On Sunday, the Liberty Times (Taipei Times’ sister newspaper) published an article by a teacher, Lee Yi-nung (黎亦農) titled: “Reflections on high-school boys putting together groups to support McDonald’s.”
The response piece is related to a story from last month about several male high-school students, many of whom attend the elite Taipei Municipal Jianguo High School, making misogynistic comments online mocking the suicide of a female employee of a Shilin District (士林) branch of McDonald’s after she was allegedly sexually assaulted by her manager for more than one year.
Lee made the point that a small number of male high-school students’ bad behavior “being self-centered and lacking compassion” has roots in the intellectual axis of the nation’s “new curriculum,” but this is unfounded.
The same crop of rice nourishes an entire populace. We do not need to put the blame for all of society’s ills at the foot of our national education curriculum.
Education could reduce the need for prison cells, but it could only do so up to a point — it cannot render them redundant. Neither could an open and democratic society extinguish the lack of compassion through the malicious words and deeds of a minority of people — it could only use education to steer mindsets toward fairness and justice.
Hopefully, these students, through their schooling and social discourse, have received a profoundly reflective lesson on women’s equality after the uproar surrounding their behavior.
The progression of our technological development, paired with differing opinions from our democratic society’s diverse ecosystem of information and a flourishing online world, have formed caustic communities with speech and behavior that evince a severe lack of civic, socially beneficial and constructive personal conduct. It is not surprising that such commentary keeps coming to light. This is not a curriculum issue.

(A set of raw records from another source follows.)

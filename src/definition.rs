//! Package definitions as loaded from registry JSON files.
//!
//! A definition is an immutable declarative record; materialized packages
//! are derived from it (see `package`). Unknown top-level keys are
//! rejected, identifiers are restricted to `[A-Za-z0-9_.\-]+`, and every
//! embedded version or requirement string must parse.

use crate::requirement::Requirement;
use crate::system::SystemConstraint;
use crate::version::Version;
use serde::de::{MapAccess, Visitor};
use serde::{Deserialize, Deserializer};
use std::collections::BTreeMap;
use std::fmt;
use std::fs;
use std::path::{Path, PathBuf};
use std::sync::OnceLock;
use thiserror::Error;

#[derive(Debug, Error)]
pub enum DefinitionError {
    #[error("failed to read definition {path}: {source}")]
    Io {
        path: PathBuf,
        source: std::io::Error,
    },
    #[error("failed to parse definition {path}: {source}")]
    Parse {
        path: PathBuf,
        source: serde_json::Error,
    },
    #[error("invalid definition {path}: {reason}")]
    Validation { path: PathBuf, reason: String },
    #[error("no definition found for request {request:?}")]
    NotFound { request: String },
    #[error("namespace of {name:?} is ambiguous: known in {namespaces:?}")]
    AmbiguousNamespace {
        name: String,
        namespaces: Vec<String>,
    },
}

pub type Result<T> = std::result::Result<T, DefinitionError>;

/// One mutually exclusive sub-configuration of a definition. Its environ
/// and command overlay the definition's on materialization.
#[derive(Debug, Clone)]
pub struct VariantDecl {
    pub identifier: String,
    pub environ: Vec<(String, String)>,
    pub command: BTreeMap<String, String>,
    pub requirements: Vec<Requirement>,
    pub install_location: Option<String>,
}

#[derive(Debug, Clone)]
pub struct Definition {
    identifier: String,
    namespace: Option<String>,
    version: Option<Version>,
    description: Option<String>,
    disabled: bool,
    auto_use: bool,
    install_location: Option<String>,
    install_root: Option<String>,
    system: Option<SystemConstraint>,
    environ: Vec<(String, String)>,
    command: BTreeMap<String, String>,
    requirements: Vec<Requirement>,
    conditions: Vec<Requirement>,
    variants: Vec<VariantDecl>,
    registry_path: PathBuf,
    definition_path: PathBuf,
    effective_version: OnceLock<Version>,
}

impl Definition {
    pub fn identifier(&self) -> &str {
        &self.identifier
    }

    pub fn namespace(&self) -> Option<&str> {
        self.namespace.as_deref()
    }

    /// `namespace::identifier`, or the bare identifier.
    pub fn qualified_name(&self) -> String {
        match &self.namespace {
            Some(namespace) => format!("{namespace}::{}", self.identifier),
            None => self.identifier.clone(),
        }
    }

    pub fn declared_version(&self) -> Option<&Version> {
        self.version.as_ref()
    }

    /// The declared version, or `0!0` for version-less definitions so they
    /// remain orderable.
    pub fn version(&self) -> &Version {
        self.effective_version
            .get_or_init(|| self.version.clone().unwrap_or_else(|| Version::new([0])))
    }

    pub fn description(&self) -> Option<&str> {
        self.description.as_deref()
    }

    pub fn disabled(&self) -> bool {
        self.disabled
    }

    pub fn auto_use(&self) -> bool {
        self.auto_use
    }

    pub fn install_location(&self) -> Option<&str> {
        self.install_location.as_deref()
    }

    pub fn install_root(&self) -> Option<&str> {
        self.install_root.as_deref()
    }

    pub fn system(&self) -> Option<&SystemConstraint> {
        self.system.as_ref()
    }

    pub fn environ(&self) -> &[(String, String)] {
        &self.environ
    }

    pub fn command(&self) -> &BTreeMap<String, String> {
        &self.command
    }

    pub fn requirements(&self) -> &[Requirement] {
        &self.requirements
    }

    pub fn conditions(&self) -> &[Requirement] {
        &self.conditions
    }

    pub fn variants(&self) -> &[VariantDecl] {
        &self.variants
    }

    pub fn variant_index(&self, identifier: &str) -> Option<usize> {
        self.variants
            .iter()
            .position(|variant| variant.identifier == identifier)
    }

    pub fn registry_path(&self) -> &Path {
        &self.registry_path
    }

    pub fn definition_path(&self) -> &Path {
        &self.definition_path
    }

    /// The unversioned requirement an `auto-use` definition contributes to
    /// every resolution.
    pub fn implicit_requirement(&self) -> Requirement {
        Requirement::new(
            self.namespace.clone(),
            self.identifier.clone(),
            [],
            Default::default(),
        )
    }
}

fn valid_identifier(identifier: &str) -> bool {
    !identifier.is_empty()
        && identifier
            .bytes()
            .all(|b| b.is_ascii_alphanumeric() || matches!(b, b'_' | b'.' | b'-'))
}

/// Raw file shape; typed fields are derived after decoding.
#[derive(Debug, Deserialize)]
#[serde(deny_unknown_fields)]
struct DefinitionFile {
    identifier: String,
    namespace: Option<String>,
    version: Option<String>,
    description: Option<String>,
    #[serde(default)]
    disabled: bool,
    #[serde(default, rename = "auto-use")]
    auto_use: bool,
    #[serde(rename = "install-location")]
    install_location: Option<String>,
    #[serde(rename = "install-root")]
    install_root: Option<String>,
    system: Option<SystemConstraint>,
    #[serde(default)]
    command: BTreeMap<String, String>,
    #[serde(default, deserialize_with = "ordered_string_map")]
    environ: Vec<(String, String)>,
    #[serde(default)]
    requirements: Vec<String>,
    #[serde(default)]
    conditions: Vec<String>,
    #[serde(default)]
    variants: Vec<VariantFile>,
}

#[derive(Debug, Deserialize)]
struct VariantFile {
    identifier: String,
    #[serde(default, deserialize_with = "ordered_string_map")]
    environ: Vec<(String, String)>,
    #[serde(default)]
    command: BTreeMap<String, String>,
    #[serde(default)]
    requirements: Vec<String>,
    #[serde(rename = "install-location")]
    install_location: Option<String>,
}

/// Decode a JSON object into key/value pairs preserving file order, which
/// is significant for environ merging.
fn ordered_string_map<'de, D>(deserializer: D) -> std::result::Result<Vec<(String, String)>, D::Error>
where
    D: Deserializer<'de>,
{
    struct OrderedMapVisitor;

    impl<'de> Visitor<'de> for OrderedMapVisitor {
        type Value = Vec<(String, String)>;

        fn expecting(&self, formatter: &mut fmt::Formatter) -> fmt::Result {
            formatter.write_str("a map of string to string")
        }

        fn visit_map<A: MapAccess<'de>>(
            self,
            mut access: A,
        ) -> std::result::Result<Self::Value, A::Error> {
            let mut entries = Vec::with_capacity(access.size_hint().unwrap_or(0));
            while let Some((key, value)) = access.next_entry::<String, String>()? {
                entries.push((key, value));
            }
            Ok(entries)
        }
    }

    deserializer.deserialize_map(OrderedMapVisitor)
}

/// Load and validate one definition file.
pub fn load_definition(path: &Path, registry_path: &Path) -> Result<Definition> {
    let data = fs::read_to_string(path).map_err(|source| DefinitionError::Io {
        path: path.to_path_buf(),
        source,
    })?;
    let file: DefinitionFile =
        serde_json::from_str(&data).map_err(|source| DefinitionError::Parse {
            path: path.to_path_buf(),
            source,
        })?;
    definition_from_file(file, path, registry_path)
}

fn definition_from_file(
    file: DefinitionFile,
    path: &Path,
    registry_path: &Path,
) -> Result<Definition> {
    let invalid = |reason: String| DefinitionError::Validation {
        path: path.to_path_buf(),
        reason,
    };

    if !valid_identifier(&file.identifier) {
        return Err(invalid(format!("invalid identifier {:?}", file.identifier)));
    }

    let version = file
        .version
        .as_deref()
        .map(str::parse)
        .transpose()
        .map_err(|err| invalid(format!("{err}")))?;

    let parse_requirements = |raw: &[String]| -> Result<Vec<Requirement>> {
        raw.iter()
            .map(|item| item.parse().map_err(|err| invalid(format!("{err}"))))
            .collect()
    };

    let requirements = parse_requirements(&file.requirements)?;
    let conditions = parse_requirements(&file.conditions)?;

    let mut variants = Vec::with_capacity(file.variants.len());
    for variant in file.variants {
        if !valid_identifier(&variant.identifier) {
            return Err(invalid(format!(
                "invalid variant identifier {:?}",
                variant.identifier
            )));
        }
        variants.push(VariantDecl {
            requirements: parse_requirements(&variant.requirements)?,
            identifier: variant.identifier,
            environ: variant.environ,
            command: variant.command,
            install_location: variant.install_location,
        });
    }

    Ok(Definition {
        identifier: file.identifier,
        namespace: file.namespace,
        version,
        description: file.description,
        disabled: file.disabled,
        auto_use: file.auto_use,
        install_location: file.install_location,
        install_root: file.install_root,
        system: file.system,
        environ: file.environ,
        command: file.command,
        requirements,
        conditions,
        variants,
        registry_path: registry_path.to_path_buf(),
        definition_path: path.to_path_buf(),
        effective_version: OnceLock::new(),
    })
}

#[cfg(test)]
pub(crate) fn definition_from_json(
    json: serde_json::Value,
    path: &Path,
    registry_path: &Path,
) -> Result<Definition> {
    let file: DefinitionFile =
        serde_json::from_value(json).map_err(|source| DefinitionError::Parse {
            path: path.to_path_buf(),
            source,
        })?;
    definition_from_file(file, path, registry_path)
}

#[cfg(test)]
mod tests {
    use super::*;
    use serde_json::json;

    fn load(json: serde_json::Value) -> Result<Definition> {
        definition_from_json(json, Path::new("/reg/def.json"), Path::new("/reg"))
    }

    #[test]
    fn decodes_a_full_definition() {
        let definition = load(json!({
            "identifier": "mtoa",
            "namespace": "maya",
            "version": "2.3.1",
            "description": "Arnold for Maya",
            "auto-use": false,
            "install-location": "/apps/mtoa",
            "system": {"platform": "linux"},
            "command": {"mtoa": "mtoa-run"},
            "environ": {"B": "2", "A": "1"},
            "requirements": ["maya >=2018, <2020"],
            "conditions": ["maya"],
            "variants": [
                {"identifier": "gpu", "requirements": ["cuda >=10"]},
                {"identifier": "cpu"}
            ]
        }))
        .unwrap();

        assert_eq!(definition.identifier(), "mtoa");
        assert_eq!(definition.qualified_name(), "maya::mtoa");
        assert_eq!(definition.version().to_string(), "2.3.1");
        // File order, not sorted order.
        assert_eq!(
            definition.environ(),
            &[("B".to_string(), "2".to_string()), ("A".to_string(), "1".to_string())]
        );
        assert_eq!(definition.requirements().len(), 1);
        assert_eq!(definition.variants().len(), 2);
        assert_eq!(definition.variant_index("cpu"), Some(1));
        assert_eq!(definition.variant_index("tpu"), None);
    }

    #[test]
    fn rejects_unknown_top_level_keys() {
        let err = load(json!({"identifier": "foo", "unexpected": 1})).unwrap_err();
        assert!(matches!(err, DefinitionError::Parse { .. }));
    }

    #[test]
    fn rejects_bad_identifiers() {
        assert!(load(json!({"identifier": ""})).is_err());
        assert!(load(json!({"identifier": "has space"})).is_err());
        assert!(load(json!({"identifier": "ok-id_1.0"})).is_ok());
        assert!(
            load(json!({"identifier": "foo", "variants": [{"identifier": "a b"}]})).is_err()
        );
    }

    #[test]
    fn rejects_bad_embedded_strings() {
        assert!(load(json!({"identifier": "foo", "version": "abc"})).is_err());
        assert!(load(json!({"identifier": "foo", "requirements": ["bar [x,y]"]})).is_err());
    }

    #[test]
    fn versionless_definitions_default_to_zero() {
        let definition = load(json!({"identifier": "foo"})).unwrap();
        assert!(definition.declared_version().is_none());
        assert_eq!(definition.version(), &Version::new([0]));
    }

    #[test]
    fn implicit_requirement_is_unversioned() {
        let definition = load(json!({
            "identifier": "proj",
            "namespace": "studio",
            "version": "1.2",
            "auto-use": true
        }))
        .unwrap();
        assert!(definition.auto_use());
        let requirement = definition.implicit_requirement();
        assert_eq!(requirement.qualified_name(), "studio::proj");
        assert!(requirement.specifiers().is_any());
    }
}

This incident is not the only example. Former Taipei mayor Ko Wen-je (柯文哲) is alleged to have verbally abused female representatives, and a cohort from the same school’s alumni association had allegedly posted an image of a “menu” consisting of 30 “dishes” with culinary names that objectified women.
That such behavior could come from students with some of the highest ranking scores on the nation’s standardized tests and who successfully reach the highest institutions of secondary education is evidence that their behavior has nothing to do with schools or education.
The problem is rooted in the cultivation of personal values and upbringing. When a high-school student exhibits behavior that shows such a lack of compassion or empathy, the matter boils down to how that individual was raised or influenced by family members and their living environment.
Caustic Internet commentators and online trolls pursue speech and behavior that runs counter to the mainstream because they want attention.
Regardless of these students’ vaunted educational pedigrees at elite institutions, they cannot avoid the reach of our fair and just society, with its unequivocal and overwhelming response that forces them to reckon with where exactly they went wrong.
From the sincere public apology by the administrations of the schools involved in this incident and the alumni who created that misogynistic “menu,” to the strong critical response from public discourse, at least one facet of the online community inhabited by Taiwan’s diverse society still possesses the capacity to hold social fairness and justice in high regard.
Liu Shih-ming is an adjunct associate professor at the National Taipei University of Education’s Graduate School of Taiwanese Culture.